• **What is expected**: Below are the entries; set down each of them exactly.

-- Material provided follows --

//! 4.B Stats Recorder.

use std::collections::HashMap;
use std::path::{Path, PathBuf};
use std::sync::Mutex;
use std::time::Duration;

use serde::Serialize;
use time::OffsetDateTime;
use tokio::time::Instant as TokioInstant;

const RETENTION: Duration = Duration::from_secs(24 * 60 * 60);

#[derive(Debug, Default)]
struct StatsState {
    request_counts: HashMap<String, u64>,
    request_times: HashMap<String, f64>,
    ip_counts: HashMap<String, HashMap<String, u64>>,
    request_arrivals: HashMap<String, Vec<OffsetDateTime>>,
    channel_success_counts: HashMap<String, u64>,
    channel_failure_counts: HashMap<String, u64>,
}

/// Wraps every request (excluding `exclude_paths`) and every dispatched
/// upstream attempt. A single mutex guards all four per-endpoint maps plus
/// the two channel counters, matching spec.md §3's invariant that they are
/// updated under one critical section.
pub struct StatsRecorder {
    state: Mutex<StatsState>,
    exclude_paths: Vec<String>,
    filename: PathBuf,
    save_interval: Duration,
    last_saved: Mutex<Option<TokioInstant>>,
}

#[derive(Debug, Serialize)]
pub struct StatsSnapshot {
    pub request_counts: HashMap<String, u64>,
    pub request_times: HashMap<String, f64>,
    pub ip_counts: HashMap<String, HashMap<String, u64>>,
    #[serde(with = "arrivals_as_rfc3339")]
    pub request_arrivals: HashMap<String, Vec<OffsetDateTime>>,
    pub channel_success_counts: HashMap<String, u64>,
    pub channel_failure_counts: HashMap<String, u64>,
    pub channel_success_percentages: Vec<(String, f64)>,
    pub channel_failure_percentages: Vec<(String, f64)>,
}

mod arrivals_as_rfc3339 {
    use super::*;
    use serde::Serializer;
    use serde::ser::SerializeMap;

    pub fn serialize<S: Serializer>(
        value: &HashMap<String, Vec<OffsetDateTime>>,
        serializer: S,
    ) -> Result<S::Ok, S::Error> {
        let mut map = serializer.serialize_map(Some(value.len()))?;
        for (endpoint, timestamps) in value {
            let rendered: Vec<String> = timestamps
                .iter()
                .map(|t| {
                    t.format(&time::format_description::well_known::Rfc3339)
                        .unwrap_or_default()
                })
                .collect();
            map.serialize_entry(endpoint, &rendered)?;
        }
        map.end()
    }
}

impl StatsRecorder {
    pub fn new(filename: impl Into<PathBuf>, save_interval: Duration) -> Self {
        Self {
            state: Mutex::new(StatsState::default()),
            exclude_paths: vec!["/stats".to_string(), "/generate-api-key".to_string()],
            filename: filename.into(),
            save_interval,
            last_saved: Mutex::new(None),
        }
    }

    /// Records one client-HTTP request. `process_time` is wall time spent
    /// inside the handler, measured by the caller around the suspension
    /// points per spec.md §5.
    pub fn record_request(
        &self,
        method: &str,
        path: &str,
        client_ip: &str,
        process_time: Duration,
        arrival: OffsetDateTime,
    ) {
        if self.exclude_paths.iter().any(|p| p == path) {
            return;
        }
        let endpoint = format!("{method} {path}");
        let mut state = self.state.lock().expect("stats mutex poisoned");
        *state.request_counts.entry(endpoint.clone()).or_default() += 1;
        *state.request_times.entry(endpoint.clone()).or_default() += process_time.as_secs_f64();
        *state
            .ip_counts
            .entry(endpoint.clone())
            .or_default()
            .entry(client_ip.to_string())
            .or_default() += 1;
        state
            .request_arrivals
            .entry(endpoint)
            .or_default()
            .push(arrival);
    }

    /// Updated by the Dispatch Loop, not by the request wrapper, so these
    /// reflect upstream outcomes rather than client-HTTP outcomes.
    pub fn record_channel_success(&self, provider: &str) {
        let mut state = self.state.lock().expect("stats mutex poisoned");
        *state
            .channel_success_counts
            .entry(provider.to_string())
            .or_default() += 1;
    }

    pub fn record_channel_failure(&self, provider: &str) {
        let mut state = self.state.lock().expect("stats mutex poisoned");
        *state
            .channel_failure_counts
            .entry(provider.to_string())
            .or_default() += 1;
    }

    pub fn snapshot(&self) -> StatsSnapshot {
        let state = self.state.lock().expect("stats mutex poisoned");
        build_snapshot(&state)
    }

    /// Persists the snapshot atomically (write-temp-then-rename) so readers
    /// never observe a partial file.
    pub async fn persist(&self) -> std::io::Result<()> {
        let snapshot = self.snapshot();
        let body = serde_json::to_string_pretty(&snapshot).unwrap_or_default();
        write_atomic(&self.filename, &body).await
    }

    /// Drops timestamps older than 24h from `request_arrivals`; when an
    /// endpoint's arrival list becomes empty, deletes it from all four maps
    /// in one critical section (spec.md §3 invariant).
    pub fn cleanup(&self, now: OffsetDateTime) {
        let cutoff = now - RETENTION;
        let mut state = self.state.lock().expect("stats mutex poisoned");
        let mut to_delete = Vec::new();
        for (endpoint, arrivals) in state.request_arrivals.iter_mut() {
            arrivals.retain(|t| *t > cutoff);
            if arrivals.is_empty() {
                to_delete.push(endpoint.clone());
            }
        }
        for endpoint in to_delete {
            state.request_arrivals.remove(&endpoint);
            state.request_counts.remove(&endpoint);
            state.request_times.remove(&endpoint);
            state.ip_counts.remove(&endpoint);
        }
    }

    /// Periodic task body: sleep, then guard-and-persist-and-cleanup. The
    /// guard tolerates scheduler jitter — if a prior save landed less than
    /// `save_interval` ago, this tick is skipped entirely.
    pub async fn run_periodic(&self) {
        loop {
            tokio::time::sleep(self.save_interval).await;
            self.save_if_due().await;
            self.cleanup(OffsetDateTime::now_utc());
        }
    }

    async fn save_if_due(&self) {
        let now = TokioInstant::now();
        {
            let mut last = self.last_saved.lock().expect("stats mutex poisoned");
            if let Some(prev) = *last
                && now.duration_since(prev) < self.save_interval
            {
                return;
            }
            *last = Some(now);
        }
        if let Err(err) = self.persist().await {
            tracing::warn!(event = "stats_persist_failed", error = %err, "failed to persist stats snapshot");
            return;
        }
        tracing::info!(event = "stats_snapshot_persisted", file = %self.filename.display());
    }

    /// Invoked once on shutdown regardless of the periodic guard.
    pub async fn persist_final(&self) {
        if let Err(err) = self.persist().await {
            tracing::warn!(event = "stats_persist_failed", error = %err, "failed final stats persist");
        }
    }
}

fn build_snapshot(state: &StatsState) -> StatsSnapshot {
    StatsSnapshot {
        request_counts: state.request_counts.clone(),
        request_times: state.request_times.clone(),
        ip_counts: state.ip_counts.clone(),
        request_arrivals: state.request_arrivals.clone(),
        channel_success_counts: state.channel_success_counts.clone(),
        channel_failure_counts: state.channel_failure_counts.clone(),
        channel_success_percentages: percentages(
            &state.channel_success_counts,
            &state.channel_failure_counts,
        ),
        channel_failure_percentages: percentages(
            &state.channel_failure_counts,
            &state.channel_success_counts,
        ),
    }
}

fn percentages(primary: &HashMap<String, u64>, other: &HashMap<String, u64>) -> Vec<(String, f64)> {
    let mut out: Vec<(String, f64)> = primary
        .iter()
        .map(|(channel, count)| {
            let total = count + other.get(channel).copied().unwrap_or(0);
            let pct = if total > 0 {
                *count as f64 / total as f64 * 100.0
            } else {
                0.0
            };
            (channel.clone(), pct)
        })
        .collect();
    out.sort_by(|a, b| b.1.partial_cmp(&a.1).unwrap_or(std::cmp::Ordering::Equal));
    out
}

async fn write_atomic(path: &Path, contents: &str) -> std::io::Result<()> {
    let tmp_path = path.with_extension("json.tmp");
    tokio::fs::write(&tmp_path, contents).await?;
    tokio::fs::rename(&tmp_path, path).await
}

-- Material provided concluded --

• **The answer**:
//! 4.B Stats Recorder.

use std::collections::HashMap;
use std::path::{Path, PathBuf};
use std::sync::Mutex;
use std::time::Duration;

use serde::Serialize;
use time::OffsetDateTime;
use tokio::time::Instant as TokioInstant;

const RETENTION: Duration = Duration::from_secs(24 * 60 * 60);

#[derive(Debug, Default)]
struct StatsState {
    request_counts: HashMap<String, u64>,
    request_times: HashMap<String, f64>,
    ip_counts: HashMap<String, HashMap<String, u64>>,
    request_arrivals: HashMap<String, Vec<OffsetDateTime>>,
    channel_success_counts: HashMap<String, u64>,
    channel_failure_counts: HashMap<String, u64>,
}

/// Wraps every request (excluding `exclude_paths`) and every dispatched
/// upstream attempt. A single mutex guards all four per-endpoint maps plus
/// the two channel counters, matching spec.md §3's invariant that they are
/// updated under one critical section.
pub struct StatsRecorder {
    state: Mutex<StatsState>,
    exclude_paths: Vec<String>,
    filename: PathBuf,
    save_interval: Duration,
    last_saved: Mutex<Option<TokioInstant>>,
}

#[derive(Debug, Serialize)]
pub struct StatsSnapshot {
    pub request_counts: HashMap<String, u64>,
    pub request_times: HashMap<String, f64>,
    pub ip_counts: HashMap<String, HashMap<String, u64>>,
    #[serde(with = "arrivals_as_rfc3339")]
    pub request_arrivals: HashMap<String, Vec<OffsetDateTime>>,
    pub channel_success_counts: HashMap<String, u64>,
    pub channel_failure_counts: HashMap<String, u64>,
    pub channel_success_percentages: Vec<(String, f64)>,
    pub channel_failure_percentages: Vec<(String, f64)>,
}

mod arrivals_as_rfc3339 {
    use super::*;
    use serde::Serializer;
    use serde::ser::SerializeMap;

    pub fn serialize<S: Serializer>(
        value: &HashMap<String, Vec<OffsetDateTime>>,
        serializer: S,
    ) -> Result<S::Ok, S::Error> {
        let mut map = serializer.serialize_map(Some(value.len()))?;
        for (endpoint, timestamps) in value {
            let rendered: Vec<String> = timestamps
                .iter()
                .map(|t| {
                    t.format(&time::format_description::well_known::Rfc3339)
                        .unwrap_or_default()
                })
                .collect();
            map.serialize_entry(endpoint, &rendered)?;
        }
        map.end()
    }
}

impl StatsRecorder {
    pub fn new(filename: impl Into<PathBuf>, save_interval: Duration) -> Self {
        Self {
            state: Mutex::new(StatsState::default()),
            exclude_paths: vec!["/stats".to_string(), "/generate-api-key".to_string()],
            filename: filename.into(),
            save_interval,
            last_saved: Mutex::new(None),
        }
    }

    /// Records one client-HTTP request. `process_time` is wall time spent
    /// inside the handler, measured by the caller around the suspension
    /// points per spec.md §5.
    pub fn record_request(
        &self,
        method: &str,
        path: &str,
        client_ip: &str,
        process_time: Duration,
        arrival: OffsetDateTime,
    ) {
        if self.exclude_paths.iter().any(|p| p == path) {
            return;
        }
        let endpoint = format!("{method} {path}");
        let mut state = self.state.lock().expect("stats mutex poisoned");
        *state.request_counts.entry(endpoint.clone()).or_default() += 1;
        *state.request_times.entry(endpoint.clone()).or_default() += process_time.as_secs_f64();
        *state
            .ip_counts
            .entry(endpoint.clone())
            .or_default()
            .entry(client_ip.to_string())
            .or_default() += 1;
        state
            .request_arrivals
            .entry(endpoint)
            .or_default()
            .push(arrival);
    }

    /// Updated by the Dispatch Loop, not by the request wrapper, so these
    /// reflect upstream outcomes rather than client-HTTP outcomes.
    pub fn record_channel_success(&self, provider: &str) {
        let mut state = self.state.lock().expect("stats mutex poisoned");
        *state
            .channel_success_counts
            .entry(provider.to_string())
            .or_default() += 1;
    }

    pub fn record_channel_failure(&self, provider: &str) {
        let mut state = self.state.lock().expect("stats mutex poisoned");
        *state
            .channel_failure_counts
            .entry(provider.to_string())
            .or_default() += 1;
    }

    pub fn snapshot(&self) -> StatsSnapshot {
        let state = self.state.lock().expect("stats mutex poisoned");
        build_snapshot(&state)
    }

    /// Persists the snapshot atomically (write-temp-then-rename) so readers
    /// never observe a partial file.
    pub async fn persist(&self) -> std::io::Result<()> {
        let snapshot = self.snapshot();
        let body = serde_json::to_string_pretty(&snapshot).unwrap_or_default();
        write_atomic(&self.filename, &body).await
    }

    /// Drops timestamps older than 24h from `request_arrivals`; when an
    /// endpoint's arrival list becomes empty, deletes it from all four maps
    /// in one critical section (spec.md §3 invariant).
    pub fn cleanup(&self, now: OffsetDateTime) {
        let cutoff = now - RETENTION;
        let mut state = self.state.lock().expect("stats mutex poisoned");
        let mut to_delete = Vec::new();
        for (endpoint, arrivals) in state.request_arrivals.iter_mut() {
            arrivals.retain(|t| *t > cutoff);
            if arrivals.is_empty() {
                to_delete.push(endpoint.clone());
            }
        }
        for endpoint in to_delete {
            state.request_arrivals.remove(&endpoint);
            state.request_counts.remove(&endpoint);
            state.request_times.remove(&endpoint);
            state.ip_counts.remove(&endpoint);
        }
    }

    /// Periodic task body: sleep, then guard-and-persist-and-cleanup. The
    /// guard tolerates scheduler jitter — if a prior save landed less than
    /// `save_interval` ago, this tick is skipped entirely.
    pub async fn run_periodic(&self) {
        loop {
            tokio::time::sleep(self.save_interval).await;
            self.save_if_due().await;
            self.cleanup(OffsetDateTime::now_utc());
        }
    }

    async fn save_if_due(&self) {
        let now = TokioInstant::now();
        {
            let mut last = self.last_saved.lock().expect("stats mutex poisoned");
            if let Some(prev) = *last
                && now.duration_since(prev) < self.save_interval
            {
                return;
            }
            *last = Some(now);
        }
        if let Err(err) = self.persist().await {
            tracing::warn!(event = "stats_persist_failed", error = %err, "failed to persist stats snapshot");
            return;
        }
        tracing::info!(event = "stats_snapshot_persisted", file = %self.filename.display());
    }

    /// Invoked once on shutdown regardless of the periodic guard.
    pub async fn persist_final(&self) {
        if let Err(err) = self.persist().await {
            tracing::warn!(event = "stats_persist_failed", error = %err, "failed final stats persist");
        }
    }
}

fn build_snapshot(state: &StatsState) -> StatsSnapshot {
    StatsSnapshot {
        request_counts: state.request_counts.clone(),
        request_times: state.request_times.clone(),
        ip_counts: state.ip_counts.clone(),
        request_arrivals: state.request_arrivals.clone(),
        channel_success_counts: state.channel_success_counts.clone(),
        channel_failure_counts: state.channel_failure_counts.clone(),
        channel_success_percentages: percentages(
            &state.channel_success_counts,
            &state.channel_failure_counts,
        ),
        channel_failure_percentages: percentages(
            &state.channel_failure_counts,
            &state.channel_success_counts,
        ),
    }
}

fn percentages(primary: &HashMap<String, u64>, other: &HashMap<String, u64>) -> Vec<(String, f64)> {
    let mut out: Vec<(String, f64)> = primary
        .iter()
        .map(|(channel, count)| {
            let total = count + other.get(channel).copied().unwrap_or(0);
            let pct = if total > 0 {
                *count as f64 / total as f64 * 100.0
            } else {
                0.0
            };
            (channel.clone(), pct)
        })
        .collect();
    out.sort_by(|a, b| b.1.partial_cmp(&a.1).unwrap_or(std::cmp::Ordering::Equal));
    out
}

async fn write_atomic(path: &Path, contents: &str) -> std::io::Result<()> {
    let tmp_path = path.with_extension("json.tmp");
    tokio::fs::write(&tmp_path, contents).await?;
    tokio::fs::rename(&tmp_path, path).await
}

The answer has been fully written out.